======== PROVIDED INFORMATION ========

//! JSON output formatting for pomodoro.

use std::path::Path;

use serde::Serialize;
use serde_json::json;

use crate::config::Config;
use crate::error::PomodoroError;

/// Format the configuration as JSON
///
/// # Errors
///
/// Returns `PomodoroError::Json` if JSON serialization fails.
pub fn format_config_json(config: &Config, path: &Path) -> Result<String, PomodoroError> {
    let output = json!({
        "path": path.display().to_string(),
        "exists": path.exists(),
        "config": config,
    });
    Ok(serde_json::to_string_pretty(&output)?)
}

/// Generic JSON formatter for any serializable type
///
/// # Errors
///
/// Returns `PomodoroError::Json` if JSON serialization fails.
pub fn to_json<T: Serialize>(value: &T) -> Result<String, PomodoroError> {
    Ok(serde_json::to_string_pretty(value)?)
}

#[cfg(test)]
mod tests {
    use super::*;
    use crate::timer::SessionTimer;

    #[test]
    fn test_snapshot_to_json() {
        let snapshot = SessionTimer::default().snapshot();
        let output = to_json(&snapshot).unwrap();
        let value: serde_json::Value = serde_json::from_str(&output).unwrap();

        assert_eq!(value["phase"], "paused");
        assert_eq!(value["session_type"], "work");
        assert_eq!(value["time_string"], "25:00");
        assert_eq!(value["state_description"], "Ready to Start");
        assert_eq!(value["categories"]["General"], 0.0);
    }

    #[test]
    fn test_config_json() {
        let output = format_config_json(&Config::default(), Path::new("/nonexistent/config.yaml"))
            .unwrap();
        let value: serde_json::Value = serde_json::from_str(&output).unwrap();

        assert_eq!(value["exists"], false);
        assert_eq!(value["config"]["timer"]["sessions_before_long_break"], 4);
    }
}
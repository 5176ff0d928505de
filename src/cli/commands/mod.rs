//! Command implementations for pomodoro.
//!
//! Each command returns the text to print.

mod completions;
mod config;
mod plan;

pub use completions::completions;
pub use config::config;
pub use plan::plan;

use serde_json::json;

use crate::cli::args::OutputFormat;
use crate::error::PomodoroError;
use crate::timer::time_string;

/// Execute format command
///
/// # Errors
///
/// Returns an error if JSON serialization fails.
pub fn format_seconds(seconds: f64, format: OutputFormat) -> Result<String, PomodoroError> {
    let formatted = time_string(seconds);
    match format {
        OutputFormat::Pretty => Ok(formatted),
        OutputFormat::Json => Ok(serde_json::to_string_pretty(&json!({
            "seconds": seconds,
            "formatted": formatted,
        }))?),
    }
}
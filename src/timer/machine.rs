//! The Pomodoro session state machine.
//!
//! A [`SessionTimer`] alternates between work and break intervals. It never
//! reads the clock itself: every command that starts counting and every tick
//! receives the current time from its caller.

use std::collections::BTreeMap;

use chrono::{DateTime, Utc};
use log::{debug, info, warn};
use serde::Serialize;

use crate::error::PomodoroError;
use crate::timer::categories::Categories;
use crate::timer::format::time_string;
use crate::timer::session::{Phase, SessionType, TimerSettings};

/// Outcome of an interval reaching zero.
#[derive(Debug, Clone, PartialEq, Serialize)]
pub struct Completion {
    /// Interval that just ended
    pub finished: SessionType,
    /// Interval the timer is now waiting to start
    pub next: SessionType,
    /// Work seconds credited to a category (zero for breaks)
    pub credited_seconds: f64,
    /// Category that received the credit
    pub category: Option<String>,
    /// Work sessions completed since the last long break
    pub completed_work_sessions: u32,
}

/// Read-only view of everything a front end renders.
#[derive(Debug, Clone, PartialEq, Serialize)]
pub struct TimerSnapshot {
    pub phase: Phase,
    pub session_type: SessionType,
    pub running: bool,
    pub time_remaining: f64,
    pub time_string: String,
    pub state_description: &'static str,
    pub progress: f64,
    pub completed_work_sessions: u32,
    pub work_sessions_before_long_break: u32,
    pub categories: BTreeMap<String, f64>,
    pub selected_category: String,
}

/// Pomodoro session timer.
#[derive(Debug, Clone)]
pub struct SessionTimer {
    settings: TimerSettings,
    time_remaining: f64,
    phase: Phase,
    current_session_type: SessionType,
    completed_work_sessions: u32,
    /// Set exactly while running.
    last_tick: Option<DateTime<Utc>>,
    categories: Categories,
}

impl Default for SessionTimer {
    fn default() -> Self {
        Self::new(TimerSettings::default())
    }
}

impl SessionTimer {
    /// Create a timer waiting to start its first work interval.
    #[must_use]
    pub fn new(settings: TimerSettings) -> Self {
        Self {
            settings,
            time_remaining: settings.work_duration,
            phase: Phase::Paused,
            current_session_type: SessionType::Work,
            completed_work_sessions: 0,
            last_tick: None,
            categories: Categories::new(),
        }
    }

    /// Start a work interval, or resume a paused one.
    ///
    /// # Errors
    ///
    /// Returns `PomodoroError::InvalidTransition` if the timer is running or
    /// is waiting for a break to be started.
    pub fn start_or_resume(&mut self, now: DateTime<Utc>) -> Result<(), PomodoroError> {
        if self.phase.is_running() || self.current_session_type != SessionType::Work {
            return Err(self.reject("start work"));
        }

        self.current_session_type = SessionType::Work;
        self.phase = Phase::Work;
        self.last_tick = Some(now);
        debug!("Work started with {:.1}s remaining", self.time_remaining);
        Ok(())
    }

    /// Start the break earned by the last work interval.
    ///
    /// The break always starts from its full configured length.
    ///
    /// # Errors
    ///
    /// Returns `PomodoroError::InvalidTransition` if the timer is running or
    /// the next interval is work.
    pub fn start_break(&mut self, now: DateTime<Utc>) -> Result<SessionType, PomodoroError> {
        if self.phase.is_running() || !self.current_session_type.is_break() {
            return Err(self.reject("start a break"));
        }

        let kind = self.settings.break_after(self.completed_work_sessions);
        if kind != self.current_session_type {
            warn!(
                "Pending {} disagrees with {} completed sessions; starting {}",
                self.current_session_type, self.completed_work_sessions, kind
            );
        }

        self.current_session_type = kind;
        self.time_remaining = self.settings.duration_for(kind);
        self.phase = Phase::running(kind);
        self.last_tick = Some(now);
        debug!("{kind} started for {:.0}s", self.time_remaining);
        Ok(kind)
    }

    /// Stop counting down, keeping the remaining time.
    ///
    /// Does nothing when already paused.
    pub fn pause(&mut self) {
        if !self.phase.is_running() {
            return;
        }

        self.phase = Phase::Paused;
        self.last_tick = None;
        debug!(
            "{} paused with {:.1}s remaining",
            self.current_session_type, self.time_remaining
        );
    }

    /// Return to the constructed state, keeping category totals.
    ///
    /// The selection goes back to the default category.
    pub fn reset(&mut self) {
        self.categories.select_default();
        self.phase = Phase::Paused;
        self.current_session_type = SessionType::Work;
        self.time_remaining = self.settings.work_duration;
        self.last_tick = None;
        self.completed_work_sessions = 0;
        debug!("Timer reset");
    }

    /// Advance the countdown to `now`.
    ///
    /// Elapsed time is measured from the previous tick, so late or irregular
    /// ticks lose nothing. A clock that steps backwards counts as no time
    /// passing. Returns the completion when the interval reaches zero.
    pub fn tick(&mut self, now: DateTime<Utc>) -> Option<Completion> {
        if !self.phase.is_running() {
            return None;
        }

        let last = self.last_tick.replace(now)?;

        let elapsed = elapsed_seconds(last, now);
        self.time_remaining = (self.time_remaining - elapsed).max(0.0);

        if self.time_remaining > 0.0 {
            return None;
        }

        Some(self.complete())
    }

    /// Completion handling; runs once per interval.
    fn complete(&mut self) -> Completion {
        let finished = self.current_session_type;
        self.phase = Phase::Paused;
        self.last_tick = None;

        let completion = match finished {
            SessionType::Work => {
                let credited = self.settings.work_duration;
                let category = self.categories.credit(credited).to_string();
                self.completed_work_sessions = self.completed_work_sessions.saturating_add(1);

                let next = self.settings.break_after(self.completed_work_sessions);
                self.current_session_type = next;
                self.time_remaining = self.settings.duration_for(next);

                Completion {
                    finished,
                    next,
                    credited_seconds: credited,
                    category: Some(category),
                    completed_work_sessions: self.completed_work_sessions,
                }
            }
            SessionType::ShortBreak | SessionType::LongBreak => {
                if finished == SessionType::LongBreak {
                    self.completed_work_sessions = 0;
                }
                self.current_session_type = SessionType::Work;
                self.time_remaining = self.settings.work_duration;

                Completion {
                    finished,
                    next: SessionType::Work,
                    credited_seconds: 0.0,
                    category: None,
                    completed_work_sessions: self.completed_work_sessions,
                }
            }
        };

        info!(
            "{} complete ({}/{} work sessions), next: {}",
            completion.finished,
            completion.completed_work_sessions,
            self.settings.work_sessions_before_long_break,
            completion.next
        );
        completion
    }

    /// Add a category with a zero total.
    ///
    /// # Errors
    ///
    /// Returns `PomodoroError::InvalidArgument` if the name is empty or taken.
    pub fn add_category(&mut self, name: &str) -> Result<(), PomodoroError> {
        self.categories.add(name)
    }

    /// Choose the category that receives completed work time.
    ///
    /// # Errors
    ///
    /// Returns `PomodoroError::InvalidArgument` if the category is unknown.
    pub fn select_category(&mut self, name: &str) -> Result<(), PomodoroError> {
        self.categories.select(name)
    }

    fn reject(&self, command: &'static str) -> PomodoroError {
        let phase = if self.phase.is_running() {
            format!("running ({})", self.current_session_type)
        } else {
            format!("paused ({})", self.current_session_type)
        };
        warn!("Rejected '{command}' while {phase}");
        PomodoroError::InvalidTransition { command, phase }
    }

    #[must_use]
    pub const fn settings(&self) -> &TimerSettings {
        &self.settings
    }

    #[must_use]
    pub const fn time_remaining(&self) -> f64 {
        self.time_remaining
    }

    #[must_use]
    pub const fn phase(&self) -> Phase {
        self.phase
    }

    #[must_use]
    pub const fn current_session_type(&self) -> SessionType {
        self.current_session_type
    }

    #[must_use]
    pub const fn completed_work_sessions(&self) -> u32 {
        self.completed_work_sessions
    }

    #[must_use]
    pub const fn last_tick(&self) -> Option<DateTime<Utc>> {
        self.last_tick
    }

    #[must_use]
    pub const fn categories(&self) -> &Categories {
        &self.categories
    }

    #[must_use]
    pub fn selected_category(&self) -> &str {
        self.categories.selected()
    }

    /// Check if the timer is counting down.
    #[must_use]
    pub const fn is_running(&self) -> bool {
        self.phase.is_running()
    }

    /// Text describing the current state.
    #[must_use]
    pub fn state_description(&self) -> &'static str {
        state_description(
            self.phase,
            self.current_session_type,
            self.time_remaining,
            self.settings.work_duration,
        )
    }

    /// Remaining time as `MM:SS`.
    #[must_use]
    pub fn time_string(&self) -> String {
        time_string(self.time_remaining)
    }

    /// Fraction of the current interval that has elapsed (0.0 - 1.0).
    #[must_use]
    pub fn progress(&self) -> f64 {
        let total = self.settings.duration_for(self.current_session_type);
        if total <= 0.0 {
            return 1.0;
        }
        (1.0 - self.time_remaining / total).clamp(0.0, 1.0)
    }

    /// Copy of the observable state.
    #[must_use]
    pub fn snapshot(&self) -> TimerSnapshot {
        TimerSnapshot {
            phase: self.phase,
            session_type: self.current_session_type,
            running: self.is_running(),
            time_remaining: self.time_remaining,
            time_string: self.time_string(),
            state_description: self.state_description(),
            progress: self.progress(),
            completed_work_sessions: self.completed_work_sessions,
            work_sessions_before_long_break: self.settings.work_sessions_before_long_break,
            categories: self.categories.to_map(),
            selected_category: self.categories.selected().to_string(),
        }
    }
}

/// Describe a timer state for display.
#[must_use]
#[allow(clippy::float_cmp)]
pub fn state_description(
    phase: Phase,
    session_type: SessionType,
    time_remaining: f64,
    work_duration: f64,
) -> &'static str {
    match (phase, session_type) {
        (Phase::Paused, SessionType::Work) if time_remaining == work_duration => "Ready to Start",
        (Phase::Paused, SessionType::Work) => "Paused",
        (Phase::Paused, SessionType::ShortBreak) => "Work Complete - Ready for Short Break",
        (Phase::Paused, SessionType::LongBreak) => "Work Complete - Ready for Long Break",
        (Phase::Work, _) => "Work Time - Stay Focused!",
        (Phase::ShortBreak, _) => "Short Break - Relax!",
        (Phase::LongBreak, _) => "Long Break - Recharge!",
    }
}

#[allow(clippy::cast_precision_loss)]
fn elapsed_seconds(from: DateTime<Utc>, to: DateTime<Utc>) -> f64 {
    let delta = to.signed_duration_since(from);
    let seconds = delta.num_microseconds().map_or_else(
        || delta.num_milliseconds() as f64 / 1_000.0,
        |micros| micros as f64 / 1_000_000.0,
    );
    seconds.max(0.0)
}
//! Config command implementation.

use std::path::Path;

use colored::Colorize;

use crate::cli::args::{ConfigCommands, OutputFormat};
use crate::config::Config;
use crate::error::PomodoroError;
use crate::output::format_config;

/// Execute config subcommands.
///
/// # Errors
///
/// Returns an error if the config file cannot be read or written.
pub fn config(
    path: &Path,
    cmd: ConfigCommands,
    format: OutputFormat,
) -> Result<String, PomodoroError> {
    match cmd {
        ConfigCommands::Show => {
            let config = Config::load_from_path(path)?;
            format_config(&config, path, format)
        }
        ConfigCommands::Path => Ok(path.display().to_string()),
        ConfigCommands::Init { force } => init_config(path, force),
    }
}

/// Write the default configuration.
fn init_config(path: &Path, force: bool) -> Result<String, PomodoroError> {
    if path.exists() && !force {
        return Err(PomodoroError::Config(format!(
            "Config file already exists at {}. Use --force to overwrite.",
            path.display()
        )));
    }

    Config::default().save_to_path(path)?;
    Ok(format!("{} {}", "Wrote".green(), path.display()))
}
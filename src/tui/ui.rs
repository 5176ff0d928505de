//! UI rendering for the TUI.

use ratatui::{
    layout::{Alignment, Constraint, Direction, Layout, Rect},
    style::{Color, Modifier, Style},
    text::{Line, Span},
    widgets::{Block, Borders, Gauge, List, ListItem, ListState, Paragraph},
    Frame,
};

use crate::timer::{format_duration, Clock, Phase, SessionType, TimerSnapshot};
use crate::tui::app::{App, InputMode, HELP_TEXT};

/// Accent color for a session type.
const fn session_color(session_type: SessionType) -> Color {
    match session_type {
        SessionType::Work => Color::Red,
        SessionType::ShortBreak => Color::Green,
        SessionType::LongBreak => Color::Blue,
    }
}

/// Render the application UI.
pub fn render<C: Clock>(frame: &mut Frame<'_>, app: &App<C>) {
    let snapshot = app.driver.snapshot();
    let input_height = if app.input_mode == InputMode::AddingCategory {
        3
    } else {
        0
    };

    // Create layout: header, clock, gauge, categories, input, status bar
    let chunks = Layout::default()
        .direction(Direction::Vertical)
        .constraints([
            Constraint::Length(3),            // Header
            Constraint::Length(4),            // Clock
            Constraint::Length(3),            // Progress
            Constraint::Min(0),               // Categories
            Constraint::Length(input_height), // Input
            Constraint::Length(1),            // Status bar
        ])
        .split(frame.area());

    render_header(frame, &snapshot, chunks[0]);
    render_clock(frame, &snapshot, chunks[1]);
    render_progress(frame, &snapshot, chunks[2]);
    render_categories(frame, &snapshot, chunks[3]);
    if app.input_mode == InputMode::AddingCategory {
        render_input(frame, app, chunks[4]);
    }
    render_status_bar(frame, app, chunks[5]);
}

/// Render the header.
fn render_header(frame: &mut Frame<'_>, snapshot: &TimerSnapshot, area: Rect) {
    let color = if snapshot.phase == Phase::Paused {
        Color::Yellow
    } else {
        session_color(snapshot.session_type)
    };

    let header = Paragraph::new(format!(" {} ", snapshot.state_description))
        .style(Style::default().fg(color).add_modifier(Modifier::BOLD))
        .block(
            Block::default()
                .title(" Pomodoro ")
                .borders(Borders::ALL)
                .border_style(Style::default().fg(color)),
        );

    frame.render_widget(header, area);
}

/// Render the remaining time and session counter.
fn render_clock(frame: &mut Frame<'_>, snapshot: &TimerSnapshot, area: Rect) {
    let lines = vec![
        Line::from(Span::styled(
            snapshot.time_string.clone(),
            Style::default()
                .fg(session_color(snapshot.session_type))
                .add_modifier(Modifier::BOLD),
        )),
        Line::from(""),
        Line::from(Span::styled(
            format!(
                "Session {}/{} · {}",
                snapshot.completed_work_sessions,
                snapshot.work_sessions_before_long_break,
                snapshot.selected_category
            ),
            Style::default().fg(Color::DarkGray),
        )),
    ];

    frame.render_widget(Paragraph::new(lines).alignment(Alignment::Center), area);
}

/// Render the progress gauge for the current interval.
fn render_progress(frame: &mut Frame<'_>, snapshot: &TimerSnapshot, area: Rect) {
    let gauge = Gauge::default()
        .block(Block::default().borders(Borders::ALL))
        .gauge_style(Style::default().fg(session_color(snapshot.session_type)))
        .label(snapshot.session_type.display_name())
        .ratio(snapshot.progress.clamp(0.0, 1.0));

    frame.render_widget(gauge, area);
}

/// Render the category list with totals.
fn render_categories(frame: &mut Frame<'_>, snapshot: &TimerSnapshot, area: Rect) {
    let mut selected = 0;
    let items: Vec<ListItem<'_>> = snapshot
        .categories
        .iter()
        .enumerate()
        .map(|(i, (name, seconds))| {
            let is_selected = *name == snapshot.selected_category;
            if is_selected {
                selected = i;
            }

            let spans = vec![
                Span::styled(
                    format!("{:<20}", name),
                    Style::default().add_modifier(if is_selected {
                        Modifier::BOLD
                    } else {
                        Modifier::empty()
                    }),
                ),
                Span::styled(
                    format_duration(*seconds),
                    Style::default().fg(Color::Yellow),
                ),
            ];

            ListItem::new(Line::from(spans))
        })
        .collect();

    let list = List::new(items)
        .block(
            Block::default()
                .title(" Categories ")
                .borders(Borders::ALL)
                .border_style(Style::default().fg(Color::White)),
        )
        .highlight_style(Style::default().bg(Color::DarkGray))
        .highlight_symbol("> ");

    let mut state = ListState::default();
    state.select(Some(selected));

    frame.render_stateful_widget(list, area, &mut state);
}

/// Render the category name being typed.
fn render_input<C: Clock>(frame: &mut Frame<'_>, app: &App<C>, area: Rect) {
    let input = Paragraph::new(app.input.as_str())
        .style(Style::default().fg(Color::Cyan))
        .block(
            Block::default()
                .title(" New category ")
                .borders(Borders::ALL)
                .border_style(Style::default().fg(Color::Cyan)),
        );

    frame.render_widget(input, area);
}

/// Render the status bar.
fn render_status_bar<C: Clock>(frame: &mut Frame<'_>, app: &App<C>, area: Rect) {
    let status_text = app.status.as_deref().unwrap_or(HELP_TEXT);
    let status = Paragraph::new(status_text).style(Style::default().fg(Color::DarkGray));

    frame.render_widget(status, area);
}
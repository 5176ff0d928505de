//! pomodoro - A Pomodoro timer for the terminal
//!
//! This crate provides the session timer state machine, its tick driver,
//! and the command-line and terminal interfaces built on top of them.

#![deny(unsafe_code)]
#![deny(clippy::unwrap_used)]
#![deny(clippy::expect_used)]
#![warn(clippy::pedantic)]
#![warn(clippy::nursery)]
#![allow(clippy::module_name_repetitions)]

pub mod cli;
pub mod config;
pub mod error;
pub mod logging;
pub mod output;
pub mod timer;
pub mod tui;

pub use cli::args::{Cli, Commands, OutputFormat};
pub use error::PomodoroError;
pub use timer::{SessionTimer, TimerDriver};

========

**WHAT TO DO:**
Return word for word the line with "frame.render_widget(status, area);" and every line after it through the end of the records above.

**WRITTEN SOLUTION:**
    frame.render_widget(status, area);
}
repository 5176ff0d928505de
//! pomodoro - A Pomodoro timer for the terminal
//!
//! This crate provides the session timer state machine, its tick driver,
//! and the command-line and terminal interfaces built on top of them.

#![deny(unsafe_code)]
#![deny(clippy::unwrap_used)]
#![deny(clippy::expect_used)]
#![warn(clippy::pedantic)]
#![warn(clippy::nursery)]
#![allow(clippy::module_name_repetitions)]

pub mod cli;
pub mod config;
pub mod error;
pub mod logging;
pub mod output;
pub mod timer;
pub mod tui;

pub use cli::args::{Cli, Commands, OutputFormat};
pub use error::PomodoroError;
pub use timer::{SessionTimer, TimerDriver};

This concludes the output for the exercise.